▶ TO DO
Restate word for word the lines of the records below, starting at the line that contains "filename crates/api-shared/src/health.rs" and ending at the line that contains "dotenvy::dotenv().ok();", with both of those lines included and nothing else.

▶ GIVEN RECORDS
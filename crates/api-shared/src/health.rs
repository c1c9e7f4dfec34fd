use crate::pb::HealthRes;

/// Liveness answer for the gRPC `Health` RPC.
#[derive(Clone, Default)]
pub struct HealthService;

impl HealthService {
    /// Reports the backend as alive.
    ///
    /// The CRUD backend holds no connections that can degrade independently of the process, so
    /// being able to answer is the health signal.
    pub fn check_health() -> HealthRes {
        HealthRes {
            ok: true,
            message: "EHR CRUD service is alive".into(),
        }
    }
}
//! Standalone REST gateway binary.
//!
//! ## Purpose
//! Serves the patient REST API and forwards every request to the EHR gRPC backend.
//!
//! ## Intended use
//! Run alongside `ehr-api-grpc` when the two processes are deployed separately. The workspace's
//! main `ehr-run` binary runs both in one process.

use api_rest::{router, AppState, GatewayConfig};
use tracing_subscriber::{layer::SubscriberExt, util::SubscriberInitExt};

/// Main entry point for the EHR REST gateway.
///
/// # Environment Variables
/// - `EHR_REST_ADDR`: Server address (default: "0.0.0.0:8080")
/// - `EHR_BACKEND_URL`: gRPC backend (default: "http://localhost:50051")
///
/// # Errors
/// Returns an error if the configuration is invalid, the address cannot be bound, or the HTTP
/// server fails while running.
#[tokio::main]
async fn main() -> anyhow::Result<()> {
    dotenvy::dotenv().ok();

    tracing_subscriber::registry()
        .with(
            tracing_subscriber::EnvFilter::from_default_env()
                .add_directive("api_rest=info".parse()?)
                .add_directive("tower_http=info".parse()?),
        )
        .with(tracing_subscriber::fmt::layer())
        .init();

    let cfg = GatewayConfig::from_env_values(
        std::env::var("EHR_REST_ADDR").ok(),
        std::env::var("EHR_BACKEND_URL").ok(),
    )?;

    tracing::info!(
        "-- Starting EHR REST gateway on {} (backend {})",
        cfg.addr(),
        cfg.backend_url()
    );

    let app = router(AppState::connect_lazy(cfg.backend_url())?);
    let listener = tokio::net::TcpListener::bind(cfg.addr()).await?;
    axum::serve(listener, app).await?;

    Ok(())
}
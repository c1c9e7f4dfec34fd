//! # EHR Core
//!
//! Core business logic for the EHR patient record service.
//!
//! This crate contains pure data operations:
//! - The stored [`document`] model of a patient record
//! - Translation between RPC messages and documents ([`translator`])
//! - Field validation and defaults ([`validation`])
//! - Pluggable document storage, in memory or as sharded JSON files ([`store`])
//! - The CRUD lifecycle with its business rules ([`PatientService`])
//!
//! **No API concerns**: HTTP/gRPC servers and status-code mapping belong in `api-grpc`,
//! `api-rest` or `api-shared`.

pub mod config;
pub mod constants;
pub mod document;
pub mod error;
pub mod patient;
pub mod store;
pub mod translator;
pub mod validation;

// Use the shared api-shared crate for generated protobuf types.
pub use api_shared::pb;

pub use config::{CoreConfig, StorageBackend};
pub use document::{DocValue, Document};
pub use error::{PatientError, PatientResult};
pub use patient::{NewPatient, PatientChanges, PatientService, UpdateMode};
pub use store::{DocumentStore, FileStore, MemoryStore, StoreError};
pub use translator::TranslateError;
--
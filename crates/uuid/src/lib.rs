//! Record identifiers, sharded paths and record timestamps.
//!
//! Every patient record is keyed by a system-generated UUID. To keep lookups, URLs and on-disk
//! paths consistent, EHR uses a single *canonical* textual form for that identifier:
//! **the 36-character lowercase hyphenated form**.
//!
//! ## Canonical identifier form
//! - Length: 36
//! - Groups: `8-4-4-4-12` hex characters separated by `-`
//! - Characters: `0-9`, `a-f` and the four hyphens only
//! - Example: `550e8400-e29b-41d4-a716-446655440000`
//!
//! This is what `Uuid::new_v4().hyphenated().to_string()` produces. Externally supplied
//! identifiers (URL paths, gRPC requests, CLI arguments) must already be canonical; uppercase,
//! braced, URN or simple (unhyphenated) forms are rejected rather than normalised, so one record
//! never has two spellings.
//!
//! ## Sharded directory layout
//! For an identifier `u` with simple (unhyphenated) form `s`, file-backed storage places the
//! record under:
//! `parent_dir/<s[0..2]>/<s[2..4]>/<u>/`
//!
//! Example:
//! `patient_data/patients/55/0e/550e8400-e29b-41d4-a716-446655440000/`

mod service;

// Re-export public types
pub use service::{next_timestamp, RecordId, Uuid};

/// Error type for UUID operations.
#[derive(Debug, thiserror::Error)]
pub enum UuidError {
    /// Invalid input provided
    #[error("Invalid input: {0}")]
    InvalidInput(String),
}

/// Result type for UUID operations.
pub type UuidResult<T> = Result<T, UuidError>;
==
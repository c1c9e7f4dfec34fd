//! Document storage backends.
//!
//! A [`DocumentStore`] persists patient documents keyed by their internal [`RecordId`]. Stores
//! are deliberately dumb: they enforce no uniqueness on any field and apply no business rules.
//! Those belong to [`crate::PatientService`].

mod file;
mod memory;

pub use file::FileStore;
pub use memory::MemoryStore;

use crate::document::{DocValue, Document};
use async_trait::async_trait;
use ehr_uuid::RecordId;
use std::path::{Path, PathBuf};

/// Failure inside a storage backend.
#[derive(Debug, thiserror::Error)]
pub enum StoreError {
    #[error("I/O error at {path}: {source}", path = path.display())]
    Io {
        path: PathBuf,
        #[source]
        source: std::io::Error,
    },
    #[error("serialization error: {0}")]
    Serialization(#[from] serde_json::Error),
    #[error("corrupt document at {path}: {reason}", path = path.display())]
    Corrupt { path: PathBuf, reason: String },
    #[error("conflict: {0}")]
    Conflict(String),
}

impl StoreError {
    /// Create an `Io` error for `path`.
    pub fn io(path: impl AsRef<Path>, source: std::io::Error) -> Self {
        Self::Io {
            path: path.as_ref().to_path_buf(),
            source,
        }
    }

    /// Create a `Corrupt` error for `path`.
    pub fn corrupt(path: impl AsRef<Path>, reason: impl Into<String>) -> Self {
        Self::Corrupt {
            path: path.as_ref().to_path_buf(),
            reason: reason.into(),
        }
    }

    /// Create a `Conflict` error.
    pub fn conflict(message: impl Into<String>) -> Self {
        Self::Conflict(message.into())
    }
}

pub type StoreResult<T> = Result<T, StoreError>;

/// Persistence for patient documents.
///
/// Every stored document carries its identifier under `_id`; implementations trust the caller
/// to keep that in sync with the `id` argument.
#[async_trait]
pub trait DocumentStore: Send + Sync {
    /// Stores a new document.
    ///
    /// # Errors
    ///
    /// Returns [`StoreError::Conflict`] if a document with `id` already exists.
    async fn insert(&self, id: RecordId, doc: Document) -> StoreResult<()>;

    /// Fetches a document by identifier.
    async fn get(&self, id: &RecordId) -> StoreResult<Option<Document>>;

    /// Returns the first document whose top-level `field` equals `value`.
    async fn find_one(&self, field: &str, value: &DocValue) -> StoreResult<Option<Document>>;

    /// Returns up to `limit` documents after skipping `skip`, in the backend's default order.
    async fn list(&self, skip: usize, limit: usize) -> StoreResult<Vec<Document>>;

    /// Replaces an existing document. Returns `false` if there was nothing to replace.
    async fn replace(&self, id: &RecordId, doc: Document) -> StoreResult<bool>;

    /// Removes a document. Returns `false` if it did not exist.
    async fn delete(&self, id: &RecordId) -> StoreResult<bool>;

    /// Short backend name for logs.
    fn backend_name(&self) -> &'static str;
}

▶ ANSWER SECTION
filename crates/api-shared/src/health.rs
repository c1c9e7f4dfec34fd
use crate::pb::HealthRes;

/// Liveness answer for the gRPC `Health` RPC.
#[derive(Clone, Default)]
pub struct HealthService;

impl HealthService {
    /// Reports the backend as alive.
    ///
    /// The CRUD backend holds no connections that can degrade independently of the process, so
    /// being able to answer is the health signal.
    pub fn check_health() -> HealthRes {
        HealthRes {
            ok: true,
            message: "EHR CRUD service is alive".into(),
        }
    }
}
//! Standalone REST gateway binary.
//!
//! ## Purpose
//! Serves the patient REST API and forwards every request to the EHR gRPC backend.
//!
//! ## Intended use
//! Run alongside `ehr-api-grpc` when the two processes are deployed separately. The workspace's
//! main `ehr-run` binary runs both in one process.

use api_rest::{router, AppState, GatewayConfig};
use tracing_subscriber::{layer::SubscriberExt, util::SubscriberInitExt};

/// Main entry point for the EHR REST gateway.
///
/// # Environment Variables
/// - `EHR_REST_ADDR`: Server address (default: "0.0.0.0:8080")
/// - `EHR_BACKEND_URL`: gRPC backend (default: "http://localhost:50051")
///
/// # Errors
/// Returns an error if the configuration is invalid, the address cannot be bound, or the HTTP
/// server fails while running.
#[tokio::main]
async fn main() -> anyhow::Result<()> {
    dotenvy::dotenv().ok();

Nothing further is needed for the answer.